¿Espinacas o acelgas? La nutricionista Rosa Fernández desvela cuál tiene más hierro y cómo absorberlo mejor
«El hierro de origen vegetal no se absorbe tan fácilmente como el de origen animal, por eso es necesaria una ligera 'ayuda'»
Una de las preguntas que más escucho en consulta es esta: «Rosa, ¿qué es mejor, esto o esto?». Hay algo importante que conviene recordar: las verduras de hoja verde, en general, ya son una buena fuente de hierro. Y aquí tampoco se trata de hacerlo perfecto. Mi respuesta suele ser siempre: la mejor es la que más te guste.
Al final, la opción más recomendable siempre va a ser la que te permita mantener el hábito de consumir este tipo de verduras. Porque en nutrición no gana el alimento «más completo» sobre el papel, sino el que realmente forma parte de tu día a día. De poco sirve elegir acelgas o espinacas por sus números si luego no te apetecen y acabas dejándolas de lado. Dicho esto, ahora sí: vamos a ver qué aporta cada una y cuándo puede ser más interesante elegir una u otra.
¿Cuál tiene más hierro?
Sin duda, el podium se lo lleva las espinacas: estas aportan una buena cantidad de este mineral (2,7–3,6 mg de hierro por 100 g), además de potasio, folatos, vitamina C, vitaminas A y E, betacarotenos y fibra.
La acelga, por su parte, contiene algo menos de hierro (1,8 mg por 100 g), pero destaca por su aporte de yodo, potasio y magnesio. Ambas son verduras muy completas y con perfiles nutricionales ligeramente diferentes.
Por eso, más que enfrentarlas, prefiero decirlo así: no se trata de elegir una u otra, sino de saber en qué contexto puede ser más útil cada una y variar a lo largo de la semana.

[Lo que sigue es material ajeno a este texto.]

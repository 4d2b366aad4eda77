//! Retry bookkeeping for a single fetch.
//!
//! [`RetryState`] is the `ATTEMPT → WAIT → ATTEMPT` loop of a fetch expressed
//! as data: the client records each attempt, reports each failure, and acts
//! on the returned [`RetryDecision`]. No I/O or sleeping happens here.

use std::time::Duration;

use crate::QuoteError;

/// Attempt budget and backoff curve.
#[derive(Clone, Copy, Debug, Eq, PartialEq)]
pub struct RetryPolicy {
    /// Total attempts allowed, including the first one.
    pub max_attempts: usize,
    /// Delay before the first retry.
    pub base_delay: Duration,
    /// Cap applied to computed delays.
    pub max_delay: Duration,
    /// Cap applied to server-supplied `Retry-After` hints.
    pub max_hint: Duration,
}

impl RetryPolicy {
    /// Computed delay before retry number `retry_index` (0 for the first retry):
    /// `base_delay * 2^retry_index`, capped at `max_delay`.
    pub fn backoff(&self, retry_index: usize) -> Duration {
        let exp = retry_index.min(16) as u32;
        let multiplier = 1u32 << exp;
        self.base_delay
            .checked_mul(multiplier)
            .unwrap_or(Duration::MAX)
            .min(self.max_delay)
    }
}

/// What the caller should do after a failed attempt.
#[derive(Clone, Copy, Debug, Eq, PartialEq)]
pub enum RetryDecision {
    /// Sleep for the given delay, then attempt again.
    Wait(Duration),
    /// The failure is not retriable; surface it as is.
    Abort,
    /// The failure was retriable but the attempt budget is spent.
    Exhausted,
}

/// Mutable retry state of one in-flight fetch.
#[derive(Clone, Debug)]
pub struct RetryState {
    policy: RetryPolicy,
    attempts: usize,
    last_delay: Option<Duration>,
}

impl RetryState {
    pub fn new(policy: RetryPolicy) -> Self {
        Self {
            policy,
            attempts: 0,
            last_delay: None,
        }
    }

    /// Records the start of an attempt and returns its 1-based number.
    pub fn begin_attempt(&mut self) -> usize {
        self.attempts += 1;
        self.attempts
    }

    /// Number of attempts started so far.
    pub fn attempts(&self) -> usize {
        self.attempts
    }

    /// Delay chosen by the most recent [`RetryDecision::Wait`].
    pub fn last_delay(&self) -> Option<Duration> {
        self.last_delay
    }

    /// Classifies the failure of the current attempt.
    ///
    /// A `Retry-After` hint carried by a rate-limit failure takes precedence
    /// over the computed backoff, clamped to [`RetryPolicy::max_hint`].
    pub fn on_failure(&mut self, err: &QuoteError) -> RetryDecision {
        if !err.is_retriable() {
            return RetryDecision::Abort;
        }
        if self.attempts >= self.policy.max_attempts {
            return RetryDecision::Exhausted;
        }

        let retry_index = self.attempts.saturating_sub(1);
        let delay = err
            .retry_after()
            .map(|hint| hint.min(self.policy.max_hint))
            .unwrap_or_else(|| self.policy.backoff(retry_index));
        self.last_delay = Some(delay);
        RetryDecision::Wait(delay)
    }
}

No son ‘aptas’ para todo el mundo
Aunque son alimentos muy saludables, hay algunos matices importantes. Las espinacas tienen un contenido elevado de oxalatos, por lo que no son la mejor opción para personas con antecedentes de cálculos renales. Tampoco conviene abusar de ellas si se toman anticoagulantes, ya que son ricas en vitamina K, que puede interferir con este tipo de medicación.
Las acelgas también contienen oxalatos, pero en menor cantidad. Sin embargo, al ser ricas en potasio, las personas con insuficiencia renal deben consumirlas con moderación. Salvo en estos casos concretos, no hay problema en incluir espinacas y acelgas de forma habitual en una alimentación equilibrada.
Cómo absorber mejor su hierro
Aquí viene una parte clave: el hierro de origen vegetal (hierro no hemo) no se absorbe tan fácilmente como el hierro de los alimentos animales. Pero podemos mejorar mucho su aprovechamiento con pequeños trucos. El más importante es combinar estas verduras con vitamina C.
Algunos ejemplos prácticos para incluir en tu día a día pueden ser:
– Espinacas salteadas con un chorrito de limón
– Acelgas con tomate natural
– Añadir pimiento rojo crudo a una ensalada de hojas verdes
– Acompañar el plato con una naranja, kiwi o fresas de postre
– Incorporar perejil fresco o un chorrito de vinagre en las preparaciones
También es recomendable evitar tomar café, té o cacao justo después de estas comidas, ya que dificultan la absorción del hierro. Otro truco sencillo es cocinarlas ligeramente: salteadas, al vapor o hervidas brevemente. Esto reduce parte de los oxalatos y facilita la digestión.
Entonces… ¿espinacas o acelgas? Mi conclusión como nutricionista es clara: elige la que más te guste. Alterna ambas si puedes. Aprovecha su temporada y acompáñalas de alimentos ricos en vitamina C. La constancia siempre va a ganar a la perfección.